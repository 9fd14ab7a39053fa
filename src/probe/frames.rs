//! Packet-timeline reading for keyframe resolution

use std::path::Path;

use serde::Deserialize;

use crate::engine::{BinaryKind, ProcessRunner};
use crate::error::{LossCutError, LossCutResult};

/// Probe window radius around a cut point, in seconds
pub const DEFAULT_WINDOW_SECS: f64 = 30.0;

/// One demuxed packet on a stream's timeline
#[derive(Debug, Clone, Copy, PartialEq)]
pub struct MediaFrame {
    /// Presentation time in seconds
    pub time: f64,
    pub keyframe: bool,
}

#[derive(Debug, Deserialize)]
struct PacketEntry {
    #[serde(default)]
    pts_time: Option<String>,
    #[serde(default)]
    flags: Option<String>,
}

#[derive(Debug, Deserialize)]
struct PacketDocument {
    #[serde(default)]
    packets: Vec<PacketEntry>,
}

/// Read the frame timeline of one stream, optionally restricted to a window
///
/// With `around_time` set, only `[around_time - window, around_time + window]`
/// (clamped at zero) is demuxed; a whole-stream scan on a large file is
/// far too slow for interactive use.
pub async fn read_frames(
    runner: &ProcessRunner,
    path: &Path,
    around_time: Option<f64>,
    window_secs: f64,
    stream_selector: &str,
) -> LossCutResult<Vec<MediaFrame>> {
    let mut args: Vec<String> = [
        "-hide_banner",
        "-v",
        "error",
        "-select_streams",
        stream_selector,
        "-show_packets",
        "-show_entries",
        "packet=pts_time,flags",
        "-of",
        "json",
    ]
    .iter()
    .map(|s| s.to_string())
    .collect();

    if let Some(at) = around_time {
        let from = (at - window_secs).max(0.0);
        let to = at + window_secs;
        args.push("-read_intervals".to_string());
        args.push(format!("{}%{}", from, to));
    }
    args.push(path.to_string_lossy().into_owned());

    let output = runner.run(BinaryKind::Probe, &args).await?;
    parse_packets(&output.stdout, path)
}

fn parse_packets(stdout: &[u8], path: &Path) -> LossCutResult<Vec<MediaFrame>> {
    let doc: PacketDocument = serde_json::from_slice(stdout).map_err(|e| LossCutError::Probe {
        message: format!("unparseable packet listing for {}: {}", path.display(), e),
    })?;

    let mut frames: Vec<MediaFrame> = doc
        .packets
        .into_iter()
        .filter_map(|p| {
            let time = p.pts_time.as_deref()?.parse::<f64>().ok()?;
            let keyframe = p.flags.as_deref().map(|f| f.starts_with('K')).unwrap_or(false);
            Some(MediaFrame { time, keyframe })
        })
        .collect();

    frames.sort_by(|a, b| a.time.total_cmp(&b.time));
    Ok(frames)
}

#[cfg(test)]
mod tests {
    use super::*;

    #[test]
    fn test_parse_packets_orders_by_time() {
        let json = r#"{"packets": [
            {"pts_time": "2.002", "flags": "__"},
            {"pts_time": "0.000", "flags": "K_"},
            {"pts_time": "1.001", "flags": "K__"}
        ]}"#;
        let frames = parse_packets(json.as_bytes(), Path::new("clip.mp4")).unwrap();
        assert_eq!(
            frames,
            vec![
                MediaFrame { time: 0.0, keyframe: true },
                MediaFrame { time: 1.001, keyframe: true },
                MediaFrame { time: 2.002, keyframe: false },
            ]
        );
    }

    #[test]
    fn test_parse_packets_skips_entries_without_pts() {
        let json = r#"{"packets": [
            {"flags": "K_"},
            {"pts_time": "N/A", "flags": "K_"},
            {"pts_time": "0.5", "flags": "__"}
        ]}"#;
        let frames = parse_packets(json.as_bytes(), Path::new("clip.mp4")).unwrap();
        assert_eq!(frames, vec![MediaFrame { time: 0.5, keyframe: false }]);
    }

    #[test]
    fn test_keyframe_flag_is_first_character() {
        let json = r#"{"packets": [
            {"pts_time": "0.0", "flags": "_K"},
            {"pts_time": "1.0", "flags": "K"}
        ]}"#;
        let frames = parse_packets(json.as_bytes(), Path::new("clip.mp4")).unwrap();
        assert!(!frames[0].keyframe);
        assert!(frames[1].keyframe);
    }

    #[test]
    fn test_malformed_json_is_a_probe_error() {
        let err = parse_packets(b"not json", Path::new("clip.mp4")).unwrap_err();
        assert!(matches!(err, LossCutError::Probe { .. }));
    }
}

(Work task):
Transcribe the records in full, word for word.

(Response box):
repository 9fd14ab7a39053fa
filename src/probe/frames.rs
//! Packet-timeline reading for keyframe resolution

use std::path::Path;

use serde::Deserialize;

use crate::engine::{BinaryKind, ProcessRunner};
use crate::error::{LossCutError, LossCutResult};

/// Probe window radius around a cut point, in seconds
pub const DEFAULT_WINDOW_SECS: f64 = 30.0;

/// One demuxed packet on a stream's timeline
#[derive(Debug, Clone, Copy, PartialEq)]
pub struct MediaFrame {
    /// Presentation time in seconds
    pub time: f64,
    pub keyframe: bool,
}

#[derive(Debug, Deserialize)]
struct PacketEntry {
    #[serde(default)]
    pts_time: Option<String>,
    #[serde(default)]
    flags: Option<String>,
}

#[derive(Debug, Deserialize)]
struct PacketDocument {
    #[serde(default)]
    packets: Vec<PacketEntry>,
}

/// Read the frame timeline of one stream, optionally restricted to a window
///
/// With `around_time` set, only `[around_time - window, around_time + window]`
/// (clamped at zero) is demuxed; a whole-stream scan on a large file is
/// far too slow for interactive use.
pub async fn read_frames(
    runner: &ProcessRunner,
    path: &Path,
    around_time: Option<f64>,
    window_secs: f64,
    stream_selector: &str,
) -> LossCutResult<Vec<MediaFrame>> {
    let mut args: Vec<String> = [
        "-hide_banner",
        "-v",
        "error",
        "-select_streams",
        stream_selector,
        "-show_packets",
        "-show_entries",
        "packet=pts_time,flags",
        "-of",
        "json",
    ]
    .iter()
    .map(|s| s.to_string())
    .collect();

    if let Some(at) = around_time {
        let from = (at - window_secs).max(0.0);
        let to = at + window_secs;
        args.push("-read_intervals".to_string());
        args.push(format!("{}%{}", from, to));
    }
    args.push(path.to_string_lossy().into_owned());

    let output = runner.run(BinaryKind::Probe, &args).await?;
    parse_packets(&output.stdout, path)
}

fn parse_packets(stdout: &[u8], path: &Path) -> LossCutResult<Vec<MediaFrame>> {
    let doc: PacketDocument = serde_json::from_slice(stdout).map_err(|e| LossCutError::Probe {
        message: format!("unparseable packet listing for {}: {}", path.display(), e),
    })?;

    let mut frames: Vec<MediaFrame> = doc
        .packets
        .into_iter()
        .filter_map(|p| {
            let time = p.pts_time.as_deref()?.parse::<f64>().ok()?;
            let keyframe = p.flags.as_deref().map(|f| f.starts_with('K')).unwrap_or(false);
            Some(MediaFrame { time, keyframe })
        })
        .collect();

    frames.sort_by(|a, b| a.time.total_cmp(&b.time));
    Ok(frames)
}

#[cfg(test)]
mod tests {
    use super::*;

    #[test]
    fn test_parse_packets_orders_by_time() {
        let json = r#"{"packets": [
            {"pts_time": "2.002", "flags": "__"},
            {"pts_time": "0.000", "flags": "K_"},
            {"pts_time": "1.001", "flags": "K__"}
        ]}"#;
        let frames = parse_packets(json.as_bytes(), Path::new("clip.mp4")).unwrap();
        assert_eq!(
            frames,
            vec![
                MediaFrame { time: 0.0, keyframe: true },
                MediaFrame { time: 1.001, keyframe: true },
                MediaFrame { time: 2.002, keyframe: false },
            ]
        );
    }

    #[test]
    fn test_parse_packets_skips_entries_without_pts() {
        let json = r#"{"packets": [
            {"flags": "K_"},
            {"pts_time": "N/A", "flags": "K_"},
            {"pts_time": "0.5", "flags": "__"}
        ]}"#;
        let frames = parse_packets(json.as_bytes(), Path::new("clip.mp4")).unwrap();
        assert_eq!(frames, vec![MediaFrame { time: 0.5, keyframe: false }]);
    }

    #[test]
    fn test_keyframe_flag_is_first_character() {
        let json = r#"{"packets": [
            {"pts_time": "0.0", "flags": "_K"},
            {"pts_time": "1.0", "flags": "K"}
        ]}"#;
        let frames = parse_packets(json.as_bytes(), Path::new("clip.mp4")).unwrap();
        assert!(!frames[0].keyframe);
        assert!(frames[1].keyframe);
    }

    #[test]
    fn test_malformed_json_is_a_probe_error() {
        let err = parse_packets(b"not json", Path::new("clip.mp4")).unwrap_err();
        assert!(matches!(err, LossCutError::Probe { .. }));
    }
}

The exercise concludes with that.